Stored data entries

BEGIN

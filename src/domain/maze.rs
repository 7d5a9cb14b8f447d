// Procedural open-maze generator for arena and survival levels.

use super::grid::{OPEN, TileGrid};
use super::levels::CHEST_MARKER;
use rand::Rng;
use std::collections::VecDeque;

const BORDER_HEIGHT: i32 = 3;

/// Generates a fully connected open maze.
///
/// Random walls are seeded at `wall_density`, then `corridor_width`-sized
/// blocks are carved on a regular stride, the border is walled off, every
/// open tile outside the largest 4-connected region is filled, and chest
/// markers are sprinkled over the remaining floor at `chest_chance`.
pub fn generate_maze<R: Rng + ?Sized>(
    rows: usize,
    cols: usize,
    wall_density: f64,
    corridor_width: usize,
    chest_chance: f64,
    rng: &mut R,
) -> TileGrid {
    let mut grid = TileGrid::filled(rows, cols, OPEN);
    let (rows, cols) = (grid.rows() as i32, grid.cols() as i32);
    let corridor = corridor_width.max(1) as i32;

    for row in 0..rows {
        for col in 0..cols {
            if rng.gen_bool(wall_density.clamp(0.0, 1.0)) {
                grid.set(col, row, rng.gen_range(1..=2));
            }
        }
    }

    let stride = (corridor * 2) as usize;
    let carve_chance = (1.0 - wall_density).clamp(0.0, 1.0);
    for row in (1..rows).step_by(stride) {
        for col in (1..cols).step_by(stride) {
            if rng.gen_bool(carve_chance) {
                for r in row..(row + corridor).min(rows) {
                    for c in col..(col + corridor).min(cols) {
                        grid.set(c, r, OPEN);
                    }
                }
            }
        }
    }

    for row in 0..rows {
        grid.set(0, row, BORDER_HEIGHT);
        grid.set(cols - 1, row, BORDER_HEIGHT);
    }
    for col in 0..cols {
        grid.set(col, 0, BORDER_HEIGHT);
        grid.set(col, rows - 1, BORDER_HEIGHT);
    }

    let region = largest_open_region(&grid);
    if region.is_empty() && rows >= 3 && cols >= 3 {
        grid.set(cols / 2, rows / 2, OPEN);
    }
    let mut keep = vec![false; (rows * cols) as usize];
    for (col, row) in &region {
        keep[(row * cols + col) as usize] = true;
    }

    for row in 0..rows {
        for col in 0..cols {
            if grid.get(col, row) != Some(OPEN) {
                continue;
            }
            if !region.is_empty() && !keep[(row * cols + col) as usize] {
                grid.set(col, row, 1);
            } else if rng.gen_bool(chest_chance.clamp(0.0, 1.0)) {
                grid.set(col, row, CHEST_MARKER);
            }
        }
    }

    grid
}

/// Collects the largest 4-connected set of open tiles.
fn largest_open_region(grid: &TileGrid) -> Vec<(i32, i32)> {
    let cols = grid.cols() as i32;
    let mut seen = vec![false; grid.rows() * grid.cols()];
    let mut best: Vec<(i32, i32)> = Vec::new();

    for (col, row, value) in grid.tiles() {
        if value != OPEN || seen[(row * cols + col) as usize] {
            continue;
        }
        let region = flood_fill(grid, col, row, &mut seen, |v| v == OPEN);
        if region.len() > best.len() {
            best = region;
        }
    }
    best
}

/// Breadth-first fill from `(col, row)` over tiles accepted by `passable`.
pub fn flood_fill(
    grid: &TileGrid,
    col: i32,
    row: i32,
    seen: &mut [bool],
    passable: impl Fn(i32) -> bool,
) -> Vec<(i32, i32)> {
    let cols = grid.cols() as i32;
    let mut region = Vec::new();
    let mut queue = VecDeque::from([(col, row)]);
    seen[(row * cols + col) as usize] = true;

    while let Some((c, r)) = queue.pop_front() {
        region.push((c, r));
        for (nc, nr) in [(c + 1, r), (c - 1, r), (c, r + 1), (c, r - 1)] {
            let Some(value) = grid.get(nc, nr) else {
                continue;
            };
            let idx = (nr * cols + nc) as usize;
            if !seen[idx] && passable(value) {
                seen[idx] = true;
                queue.push_back((nc, nr));
            }
        }
    }
    region
}

#[cfg(test)]
mod tests {
    use super::*;
    use rand::SeedableRng;
    use rand::rngs::StdRng;

    fn floor(value: i32) -> bool {
        value <= 0
    }

    #[test]
    fn when_maze_is_generated_then_all_floor_is_connected() {
        for seed in 0..20 {
            let mut rng = StdRng::seed_from_u64(seed);
            let grid = generate_maze(30, 30, 0.4, 2, 0.02, &mut rng);

            let floor_tiles: Vec<(i32, i32)> = grid
                .tiles()
                .filter(|(_, _, v)| floor(*v))
                .map(|(c, r, _)| (c, r))
                .collect();
            assert!(!floor_tiles.is_empty(), "seed {seed} produced no floor");

            let (c, r) = floor_tiles[0];
            let mut seen = vec![false; grid.rows() * grid.cols()];
            let reached = flood_fill(&grid, c, r, &mut seen, floor);
            assert_eq!(reached.len(), floor_tiles.len(), "seed {seed} left pockets");
        }
    }

    #[test]
    fn when_maze_is_generated_then_border_is_walled() {
        let mut rng = StdRng::seed_from_u64(11);
        let grid = generate_maze(12, 18, 0.4, 2, 0.0, &mut rng);
        assert_eq!((grid.rows(), grid.cols()), (12, 18));
        for (col, row, value) in grid.tiles() {
            if col == 0 || row == 0 || col == 17 || row == 11 {
                assert!(value > 0, "border tile ({col},{row}) is open");
            }
        }
    }

    #[test]
    fn when_chest_chance_is_zero_then_no_markers_are_placed() {
        let mut rng = StdRng::seed_from_u64(5);
        let grid = generate_maze(20, 20, 0.4, 2, 0.0, &mut rng);
        assert!(grid.tiles().all(|(_, _, v)| v >= 0));
    }

    #[test]
    fn when_chest_chance_is_one_then_every_floor_tile_is_a_chest() {
        let mut rng = StdRng::seed_from_u64(5);
        let grid = generate_maze(20, 20, 0.4, 2, 1.0, &mut rng);
        assert!(grid.tiles().all(|(_, _, v)| v != OPEN));
        assert!(grid.tiles().any(|(_, _, v)| v == CHEST_MARKER));
    }

    #[test]
    fn when_grid_is_tiny_then_generation_still_terminates() {
        let mut rng = StdRng::seed_from_u64(1);
        let grid = generate_maze(1, 1, 0.4, 2, 0.02, &mut rng);
        assert_eq!((grid.rows(), grid.cols()), (1, 1));
    }
}
// Framework bootstrap for the game server runtime.

use crate::frameworks::config;
use crate::interface_adapters::net::ws_handler;
use crate::interface_adapters::state::AppState;
use crate::interface_adapters::utils::rng::IdSource;
use crate::use_cases::{LobbyOptions, LobbyRegistry, LobbySettings, LoopTiming};

use axum::{Router, routing::get};
use std::net::SocketAddr;
use std::{io::Result, sync::Arc};

fn init_runtime() {
    let _ = dotenvy::dotenv();

    let filter = tracing_subscriber::EnvFilter::try_from_default_env()
        .unwrap_or_else(|_| tracing_subscriber::EnvFilter::new("info"));

    let json = matches!(std::env::var("LOG_FORMAT").as_deref(), Ok("json"));
    if json {
        tracing_subscriber::fmt()
            .with_env_filter(filter)
            .with_target(false)
            .json()
            .with_current_span(true)
            .init();
    } else {
        tracing_subscriber::fmt()
            .with_env_filter(filter)
            .with_target(false)
            .compact()
            .init();
    }

    std::panic::set_hook(Box::new(|info| {
        let backtrace = std::backtrace::Backtrace::capture();
        tracing::error!(%info, ?backtrace, "panic");
    }));
}

pub async fn run(listener: tokio::net::TcpListener) -> Result<()> {
    let address = listener.local_addr()?;
    let state = build_state();
    // Start the Web Server
    let app = Router::new().route("/ws", get(ws_handler)).with_state(state);

    tracing::info!(%address, "listening");

    // Serve app and report errors rather than panicking
    axum::serve(listener, app).await.inspect_err(|e| {
        tracing::error!(error = %e, "server error");
    })
}

pub async fn run_with_config() -> Result<()> {
    init_runtime();

    let address = SocketAddr::new(config::http_host(), config::http_port());

    // Bind TCP listener with error handling
    let listener = tokio::net::TcpListener::bind(address)
        .await
        .inspect_err(|e| {
            tracing::error!(%address, error = %e, "failed to bind");
        })?;

    run(listener).await
}

fn build_state() -> Arc<AppState> {
    let options = LobbyOptions {
        player_laser_enabled: config::player_laser_enabled(),
        transition_seconds: config::TRANSITION_SECONDS,
        ..LobbyOptions::default()
    };
    tracing::debug!(
        player_laser_enabled = options.player_laser_enabled,
        "lobby options configured"
    );

    // Lobbies are created on demand by clients; the registry starts empty.
    let lobby_registry = Arc::new(LobbyRegistry::new(LobbySettings {
        input_channel_capacity: config::INPUT_CHANNEL_CAPACITY,
        broadcast_capacity: config::BROADCAST_CAPACITY,
        timing: LoopTiming {
            tick_interval: config::TICK_INTERVAL,
            countdown_step: config::COUNTDOWN_STEP,
            wave_interval: config::WAVE_INTERVAL,
        },
        options,
    }));

    Arc::new(AppState {
        lobby_registry,
        ids: Arc::new(IdSource::new(&mut rand::thread_rng())),
    })
}
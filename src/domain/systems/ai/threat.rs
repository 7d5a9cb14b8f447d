// Incoming-bullet assessment for bots.

use crate::domain::state::{Bullet, Tank};
use crate::domain::tuning::TILE_SIZE;
use crate::domain::tuning::projectile::BULLET_RADIUS;
use crate::domain::tuning::tank::TANK_RADIUS;

/// Wide band: worth steering away from.
pub const DODGE_RANGE: f32 = 2.0 * TILE_SIZE;
pub const DODGE_COS: f32 = 0.707;
pub const DODGE_MISS: f32 = 2.0 * (TANK_RADIUS + BULLET_RADIUS);

/// Narrow band: on a near-direct collision course, worth shooting down.
pub const INTERCEPT_RANGE: f32 = 4.0 * TILE_SIZE;
pub const INTERCEPT_COS: f32 = 0.97;
pub const INTERCEPT_MISS: f32 = TANK_RADIUS + BULLET_RADIUS;

/// Time and squared distance of closest approach between a point moving
/// from `p` with velocity `v` and the origin.
///
/// `None` when the point is not moving or the approach lies in the past.
pub fn closest_approach(px: f32, py: f32, vx: f32, vy: f32) -> Option<(f32, f32)> {
    let vv = vx * vx + vy * vy;
    if vv <= f32::EPSILON {
        return None;
    }
    let t = -(px * vx + py * vy) / vv;
    if t < 0.0 {
        return None;
    }
    let (mx, my) = (px + vx * t, py + vy * t);
    Some((t, mx * mx + my * my))
}

#[derive(Debug, Clone, Copy, PartialEq)]
pub struct Threat {
    pub x: f32,
    pub y: f32,
    pub vx: f32,
    pub vy: f32,
    pub angle: f32,
    pub distance: f32,
    pub time_to_impact: f32,
}

#[derive(Debug, Clone, Copy, Default, PartialEq)]
pub struct ThreatScan {
    /// Nearest bullet in the dodge band.
    pub dodge: Option<Threat>,
    /// Soonest bullet in the intercept band.
    pub intercept: Option<Threat>,
}

/// Classifies every bullet not fired by `tank` into the dodge and intercept bands.
pub fn scan(tank: &Tank, bullets: &[Bullet]) -> ThreatScan {
    let mut result = ThreatScan::default();

    for bullet in bullets.iter().filter(|b| b.owner != tank.id) {
        // Bullet relative to the tank.
        let (px, py) = (bullet.x - tank.x, bullet.y - tank.y);
        let distance = px.hypot(py);
        if distance <= f32::EPSILON || distance >= INTERCEPT_RANGE.max(DODGE_RANGE) {
            continue;
        }
        let (vx, vy) = bullet.velocity();
        let Some((t, miss_sq)) = closest_approach(px, py, vx, vy) else {
            continue;
        };

        // Heading of the bullet against the bullet-to-tank bearing.
        let cos = (bullet.angle.cos() * -px + bullet.angle.sin() * -py) / distance;
        let threat = Threat {
            x: bullet.x,
            y: bullet.y,
            vx,
            vy,
            angle: bullet.angle,
            distance,
            time_to_impact: t,
        };

        if distance < DODGE_RANGE && cos > DODGE_COS && miss_sq < DODGE_MISS * DODGE_MISS {
            let nearer = result.dodge.is_none_or(|d| distance < d.distance);
            if nearer {
                result.dodge = Some(threat);
            }
        }
        if distance < INTERCEPT_RANGE
            && cos > INTERCEPT_COS
            && miss_sq < INTERCEPT_MISS * INTERCEPT_MISS
        {
            let sooner = result.intercept.is_none_or(|i| t < i.time_to_impact);
            if sooner {
                result.intercept = Some(threat);
            }
        }
    }
    result
}

#[cfg(test)]
mod tests {
    use super::*;
    use crate::domain::state::{EntityId, TankKind};
    use std::f32::consts::PI;

    fn bot_at(x: f32, y: f32) -> Tank {
        Tank::new(EntityId::Bot(1), TankKind::Tier(2), x, y)
    }

    fn incoming(x: f32, y: f32, angle: f32) -> Bullet {
        Bullet {
            id: 1,
            owner: EntityId::Human(1),
            x,
            y,
            angle,
            speed: 4.0,
            bounces: 1,
            armed: true,
        }
    }

    #[test]
    fn when_minimizing_then_closest_approach_matches_analytic_optimum() {
        let (px, py, vx, vy) = (-50.0_f32, 12.0_f32, 3.0_f32, 0.5_f32);
        let (t, miss_sq) = closest_approach(px, py, vx, vy).unwrap();
        let dist_sq = |t: f32| (px + vx * t).powi(2) + (py + vy * t).powi(2);
        assert!((t - (-(px * vx + py * vy) / (vx * vx + vy * vy))).abs() < 1e-5);
        assert!((dist_sq(t) - miss_sq).abs() < 1e-2);
        assert!(dist_sq(t - 0.5) >= miss_sq && dist_sq(t + 0.5) >= miss_sq);
    }

    #[test]
    fn when_approach_is_in_the_past_then_it_is_never_a_threat() {
        assert_eq!(closest_approach(50.0, 0.0, 4.0, 0.0), None);

        // Right next to the tank but flying away from it.
        let tank = bot_at(200.0, 200.0);
        let scan = scan(&tank, &[incoming(230.0, 200.0, 0.0)]);
        assert_eq!(scan, ThreatScan::default());
    }

    #[test]
    fn when_bullet_flies_straight_at_tank_then_both_bands_trigger() {
        let tank = bot_at(200.0, 200.0);
        let scan = scan(&tank, &[incoming(120.0, 200.0, 0.0)]);
        assert!(scan.dodge.is_some());
        let intercept = scan.intercept.unwrap();
        assert!((intercept.time_to_impact - 20.0).abs() < 1e-3);
    }

    #[test]
    fn when_bullet_is_far_but_on_course_then_only_intercept_band_triggers() {
        let tank = bot_at(400.0, 200.0);
        let scan = scan(&tank, &[incoming(250.0, 200.0, 0.0)]);
        assert!(scan.dodge.is_none());
        assert!(scan.intercept.is_some());
    }

    #[test]
    fn when_bullet_passes_wide_then_only_dodge_band_triggers() {
        let tank = bot_at(200.0, 200.0);
        // Heading roughly at the tank but set to miss by about 30 units.
        let scan = scan(&tank, &[incoming(130.0, 235.0, -PI / 36.0)]);
        assert!(scan.dodge.is_some());
        assert!(scan.intercept.is_none());
    }

    #[test]
    fn when_bullet_is_own_then_it_is_ignored() {
        let tank = bot_at(200.0, 200.0);
        let mut own = incoming(150.0, 200.0, 0.0);
        own.owner = tank.id;
        assert_eq!(scan(&tank, &[own]), ThreatScan::default());
    }
}
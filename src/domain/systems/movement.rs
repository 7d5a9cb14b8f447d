// Human tank movement from the last received input.

use crate::domain::geometry::is_colliding_with_wall;
use crate::domain::state::Tank;
use crate::domain::tuning::tank::{TANK_RADIUS, TankTuning};
use crate::domain::world::Arena;

/// Below this speed the hull keeps its last heading.
const HEADING_MIN_SPEED: f32 = 0.1;

/// Applies pending input to every living human and ticks their weapon
/// cooldown. Input is level-triggered: the last message received stays in
/// effect until replaced.
pub fn move_humans(arena: &mut Arena, tuning: &TankTuning) {
    let grid = &arena.grid;
    for tank in arena.tanks.values_mut().filter(|t| t.is_alive_human()) {
        accelerate(tank, tuning);

        let next_x = tank.x + tank.vx;
        if is_colliding_with_wall(next_x, tank.y, TANK_RADIUS, grid) {
            tank.vx = 0.0;
        } else {
            tank.x = next_x;
        }
        let next_y = tank.y + tank.vy;
        if is_colliding_with_wall(tank.x, next_y, TANK_RADIUS, grid) {
            tank.vy = 0.0;
        } else {
            tank.y = next_y;
        }

        if tank.vx.hypot(tank.vy) > HEADING_MIN_SPEED {
            tank.angle = tank.vy.atan2(tank.vx);
        }
        tank.turret_angle = tank.pending_input.turret_angle;
        tank.fire_cooldown = tank.fire_cooldown.saturating_sub(1);
    }
}

fn accelerate(tank: &mut Tank, tuning: &TankTuning) {
    let keys = tank.pending_input.keys;
    let ax = f32::from(u8::from(keys.d)) - f32::from(u8::from(keys.a));
    let ay = f32::from(u8::from(keys.s)) - f32::from(u8::from(keys.w));

    if ax != 0.0 {
        tank.vx += ax * tuning.acceleration;
    } else {
        tank.vx *= 1.0 - tuning.friction;
    }
    if ay != 0.0 {
        tank.vy += ay * tuning.acceleration;
    } else {
        tank.vy *= 1.0 - tuning.friction;
    }

    let max_speed = tank.stats.map_or(tuning.max_speed, |s| s.max_speed);
    let speed = tank.vx.hypot(tank.vy);
    if speed > max_speed {
        let scale = max_speed / speed;
        tank.vx *= scale;
        tank.vy *= scale;
    }
}

#[cfg(test)]
mod tests {
    use super::*;
    use crate::domain::grid::TileGrid;
    use crate::domain::state::{EntityId, MovementKeys, PlayerInput};

    fn arena_with(tank: Tank) -> Arena {
        let mut arena = Arena::new(TileGrid::filled(10, 10, 0));
        arena.tanks.insert(tank.id, tank);
        arena
    }

    fn holding(keys: MovementKeys) -> Tank {
        let mut tank = Tank::human(1, "p", 250.0, 250.0);
        tank.pending_input = PlayerInput {
            keys,
            turret_angle: 1.25,
        };
        tank
    }

    #[test]
    fn when_key_is_held_then_tank_accelerates_up_to_max_speed() {
        let mut arena = arena_with(holding(MovementKeys {
            d: true,
            ..MovementKeys::default()
        }));
        let tuning = TankTuning::default();

        move_humans(&mut arena, &tuning);
        let tank = &arena.tanks[&EntityId::Human(1)];
        assert!((tank.vx - tuning.acceleration).abs() < 1e-6);
        assert_eq!(tank.turret_angle, 1.25);

        for _ in 0..30 {
            move_humans(&mut arena, &tuning);
        }
        let tank = &arena.tanks[&EntityId::Human(1)];
        assert!((tank.vx - tuning.max_speed).abs() < 1e-5);
        assert_eq!(tank.angle, 0.0);
    }

    #[test]
    fn when_diagonal_is_held_then_speed_is_clamped_as_a_vector() {
        let mut arena = arena_with(holding(MovementKeys {
            s: true,
            d: true,
            ..MovementKeys::default()
        }));
        let tuning = TankTuning::default();
        for _ in 0..30 {
            move_humans(&mut arena, &tuning);
        }
        let tank = &arena.tanks[&EntityId::Human(1)];
        assert!(tank.vx.hypot(tank.vy) <= tuning.max_speed + 1e-5);
        assert!((tank.angle - std::f32::consts::FRAC_PI_4).abs() < 1e-4);
    }

    #[test]
    fn when_keys_are_released_then_friction_slows_the_tank() {
        let mut tank = holding(MovementKeys::default());
        tank.vx = 2.0;
        let mut arena = arena_with(tank);
        move_humans(&mut arena, &TankTuning::default());
        assert!((arena.tanks[&EntityId::Human(1)].vx - 1.8).abs() < 1e-5);
    }

    #[test]
    fn when_next_step_enters_a_wall_then_that_axis_stops() {
        let mut tank = holding(MovementKeys {
            a: true,
            ..MovementKeys::default()
        });
        tank.x = 21.0;
        tank.vx = -2.0;
        let mut arena = arena_with(tank);
        move_humans(&mut arena, &TankTuning::default());
        let tank = &arena.tanks[&EntityId::Human(1)];
        assert_eq!(tank.x, 21.0);
        assert_eq!(tank.vx, 0.0);
    }

    #[test]
    fn when_tank_is_dead_then_input_is_ignored() {
        let mut tank = holding(MovementKeys {
            w: true,
            ..MovementKeys::default()
        });
        tank.dead = true;
        let mut arena = arena_with(tank);
        move_humans(&mut arena, &TankTuning::default());
        assert_eq!(arena.tanks[&EntityId::Human(1)].y, 250.0);
    }
}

END

### TASK REQUIREMENTS
Please go through the data above and copy each line that has the word "axum".

### OUTPUT FOR THIS EXERCISE
use axum::{Router, routing::get};
    axum::serve(listener, app).await.inspect_err(|e| {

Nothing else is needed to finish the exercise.